- **What the task asks**
Scan the data below and state how many of its lines contain the word "Migrator", giving only the figure.

- **Records shown**
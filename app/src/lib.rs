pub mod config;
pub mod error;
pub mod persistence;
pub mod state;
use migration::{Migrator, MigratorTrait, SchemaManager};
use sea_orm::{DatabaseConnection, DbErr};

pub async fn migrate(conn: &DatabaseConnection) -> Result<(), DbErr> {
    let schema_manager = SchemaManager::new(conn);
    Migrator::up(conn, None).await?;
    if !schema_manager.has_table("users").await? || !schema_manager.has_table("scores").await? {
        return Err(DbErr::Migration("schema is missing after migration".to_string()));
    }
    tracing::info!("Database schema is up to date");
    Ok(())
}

- **Response box**
2